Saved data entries
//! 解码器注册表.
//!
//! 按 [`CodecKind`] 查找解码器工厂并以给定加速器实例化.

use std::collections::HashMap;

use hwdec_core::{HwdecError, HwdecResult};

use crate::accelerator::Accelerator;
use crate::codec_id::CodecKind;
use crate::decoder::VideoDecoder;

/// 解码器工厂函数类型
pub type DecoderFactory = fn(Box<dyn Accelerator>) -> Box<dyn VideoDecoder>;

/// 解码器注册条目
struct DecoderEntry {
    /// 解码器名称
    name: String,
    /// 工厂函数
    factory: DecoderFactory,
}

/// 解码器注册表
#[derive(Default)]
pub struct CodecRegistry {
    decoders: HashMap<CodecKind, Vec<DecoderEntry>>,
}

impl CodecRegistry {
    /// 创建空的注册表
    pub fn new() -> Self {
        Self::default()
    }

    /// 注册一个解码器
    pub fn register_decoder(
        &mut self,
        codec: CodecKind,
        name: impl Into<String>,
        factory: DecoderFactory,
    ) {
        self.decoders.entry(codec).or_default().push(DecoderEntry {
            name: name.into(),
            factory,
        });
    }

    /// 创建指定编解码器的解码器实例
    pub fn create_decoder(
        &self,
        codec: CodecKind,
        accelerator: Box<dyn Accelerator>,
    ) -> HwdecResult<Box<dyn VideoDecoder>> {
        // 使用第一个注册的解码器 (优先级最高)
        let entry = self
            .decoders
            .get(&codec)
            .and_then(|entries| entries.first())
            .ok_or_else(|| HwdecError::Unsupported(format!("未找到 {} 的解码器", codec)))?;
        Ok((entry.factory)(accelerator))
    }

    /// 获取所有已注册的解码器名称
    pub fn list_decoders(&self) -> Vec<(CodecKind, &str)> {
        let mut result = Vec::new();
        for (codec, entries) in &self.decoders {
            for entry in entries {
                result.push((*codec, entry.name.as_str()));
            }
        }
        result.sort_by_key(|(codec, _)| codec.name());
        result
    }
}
--
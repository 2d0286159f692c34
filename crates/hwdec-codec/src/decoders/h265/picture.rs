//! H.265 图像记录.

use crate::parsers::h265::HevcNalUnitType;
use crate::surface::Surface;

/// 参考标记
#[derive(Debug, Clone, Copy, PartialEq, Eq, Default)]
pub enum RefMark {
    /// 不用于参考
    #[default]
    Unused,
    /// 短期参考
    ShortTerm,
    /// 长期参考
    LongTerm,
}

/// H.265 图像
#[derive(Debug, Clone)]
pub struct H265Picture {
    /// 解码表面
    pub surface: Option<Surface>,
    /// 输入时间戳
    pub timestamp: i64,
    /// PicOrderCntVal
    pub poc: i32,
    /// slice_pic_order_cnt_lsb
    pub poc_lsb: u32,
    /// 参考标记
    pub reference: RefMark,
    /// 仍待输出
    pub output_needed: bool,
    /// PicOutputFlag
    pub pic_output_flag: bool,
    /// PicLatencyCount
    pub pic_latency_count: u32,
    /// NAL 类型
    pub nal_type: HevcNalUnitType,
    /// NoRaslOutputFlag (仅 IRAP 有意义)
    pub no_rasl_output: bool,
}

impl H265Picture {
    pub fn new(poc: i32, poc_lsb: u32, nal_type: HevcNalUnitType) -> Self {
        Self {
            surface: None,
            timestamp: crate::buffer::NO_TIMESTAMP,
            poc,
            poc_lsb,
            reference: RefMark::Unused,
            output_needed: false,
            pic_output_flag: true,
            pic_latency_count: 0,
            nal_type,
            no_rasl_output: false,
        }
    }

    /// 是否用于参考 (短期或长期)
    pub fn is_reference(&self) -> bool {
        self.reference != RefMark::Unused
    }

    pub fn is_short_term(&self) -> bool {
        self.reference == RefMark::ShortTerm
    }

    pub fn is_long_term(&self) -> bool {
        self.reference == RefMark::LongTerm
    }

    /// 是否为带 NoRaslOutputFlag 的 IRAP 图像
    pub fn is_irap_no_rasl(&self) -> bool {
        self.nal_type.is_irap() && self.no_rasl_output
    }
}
==
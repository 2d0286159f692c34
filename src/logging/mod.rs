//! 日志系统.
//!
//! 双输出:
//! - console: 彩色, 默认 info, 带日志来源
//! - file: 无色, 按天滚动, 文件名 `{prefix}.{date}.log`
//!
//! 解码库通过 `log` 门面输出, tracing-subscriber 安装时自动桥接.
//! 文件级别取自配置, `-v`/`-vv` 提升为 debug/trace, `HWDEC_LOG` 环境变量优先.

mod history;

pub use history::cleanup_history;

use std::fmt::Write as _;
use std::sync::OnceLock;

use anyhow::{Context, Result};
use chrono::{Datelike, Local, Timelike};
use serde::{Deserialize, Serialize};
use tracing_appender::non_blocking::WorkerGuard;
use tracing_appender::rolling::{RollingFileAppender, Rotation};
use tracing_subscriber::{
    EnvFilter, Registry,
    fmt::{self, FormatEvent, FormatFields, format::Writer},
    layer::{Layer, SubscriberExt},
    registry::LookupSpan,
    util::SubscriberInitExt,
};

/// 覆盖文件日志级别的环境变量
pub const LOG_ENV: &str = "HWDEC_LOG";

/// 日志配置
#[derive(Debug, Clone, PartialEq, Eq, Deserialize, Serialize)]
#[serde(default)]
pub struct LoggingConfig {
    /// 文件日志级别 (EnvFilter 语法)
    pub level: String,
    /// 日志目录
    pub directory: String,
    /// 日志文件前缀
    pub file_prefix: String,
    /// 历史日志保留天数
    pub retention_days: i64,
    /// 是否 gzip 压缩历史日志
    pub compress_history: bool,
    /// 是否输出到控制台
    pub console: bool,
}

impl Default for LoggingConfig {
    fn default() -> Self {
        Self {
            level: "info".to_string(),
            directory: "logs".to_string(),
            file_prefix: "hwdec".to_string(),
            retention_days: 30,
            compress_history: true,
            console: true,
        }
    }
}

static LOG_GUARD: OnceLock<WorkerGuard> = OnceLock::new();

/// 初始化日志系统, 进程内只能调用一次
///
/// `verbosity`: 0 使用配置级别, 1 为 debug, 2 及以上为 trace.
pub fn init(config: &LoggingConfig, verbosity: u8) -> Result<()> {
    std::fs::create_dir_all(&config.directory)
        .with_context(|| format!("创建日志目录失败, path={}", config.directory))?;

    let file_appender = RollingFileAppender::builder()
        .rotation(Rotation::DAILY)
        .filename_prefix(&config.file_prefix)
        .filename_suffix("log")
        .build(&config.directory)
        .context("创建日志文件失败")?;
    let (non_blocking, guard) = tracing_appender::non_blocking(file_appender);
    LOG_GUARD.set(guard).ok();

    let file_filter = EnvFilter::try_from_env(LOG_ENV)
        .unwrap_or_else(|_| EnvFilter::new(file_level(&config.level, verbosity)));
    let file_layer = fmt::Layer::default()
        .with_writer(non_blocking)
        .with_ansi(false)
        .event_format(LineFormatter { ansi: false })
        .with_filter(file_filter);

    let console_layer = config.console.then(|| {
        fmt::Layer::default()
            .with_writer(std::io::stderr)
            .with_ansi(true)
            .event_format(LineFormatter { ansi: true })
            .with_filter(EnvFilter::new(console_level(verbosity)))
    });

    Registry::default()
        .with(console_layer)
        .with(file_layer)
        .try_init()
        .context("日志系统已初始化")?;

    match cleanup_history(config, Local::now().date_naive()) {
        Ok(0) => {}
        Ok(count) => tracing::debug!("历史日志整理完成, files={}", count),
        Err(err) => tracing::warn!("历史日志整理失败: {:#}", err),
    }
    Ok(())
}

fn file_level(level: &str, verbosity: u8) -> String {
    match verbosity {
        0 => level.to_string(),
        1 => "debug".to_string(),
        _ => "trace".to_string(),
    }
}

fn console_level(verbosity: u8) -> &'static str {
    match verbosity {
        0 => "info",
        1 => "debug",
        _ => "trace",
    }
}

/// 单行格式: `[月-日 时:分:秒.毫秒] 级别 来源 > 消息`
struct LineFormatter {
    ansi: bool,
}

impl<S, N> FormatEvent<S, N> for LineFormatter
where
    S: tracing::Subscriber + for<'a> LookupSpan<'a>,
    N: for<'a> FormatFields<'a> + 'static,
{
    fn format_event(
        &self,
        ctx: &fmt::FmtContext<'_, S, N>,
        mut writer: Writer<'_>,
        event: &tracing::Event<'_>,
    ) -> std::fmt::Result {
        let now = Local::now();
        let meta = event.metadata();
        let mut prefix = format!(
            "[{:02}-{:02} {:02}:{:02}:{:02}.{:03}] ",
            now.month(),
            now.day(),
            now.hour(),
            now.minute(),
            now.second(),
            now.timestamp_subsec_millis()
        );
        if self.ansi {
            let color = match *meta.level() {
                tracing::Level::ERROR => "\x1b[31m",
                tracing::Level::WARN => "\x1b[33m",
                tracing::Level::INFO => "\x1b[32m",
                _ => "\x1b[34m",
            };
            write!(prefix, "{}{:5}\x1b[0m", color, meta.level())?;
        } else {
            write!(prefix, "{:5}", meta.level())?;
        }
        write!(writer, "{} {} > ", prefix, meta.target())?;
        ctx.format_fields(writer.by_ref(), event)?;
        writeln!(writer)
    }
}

**WHAT YOU WILL DO**
Report, for the data above, every line in which the string "serde" appears.

**ANSWER TO THIS EXERCISE**
use serde::{Deserialize, Serialize};
#[serde(default)]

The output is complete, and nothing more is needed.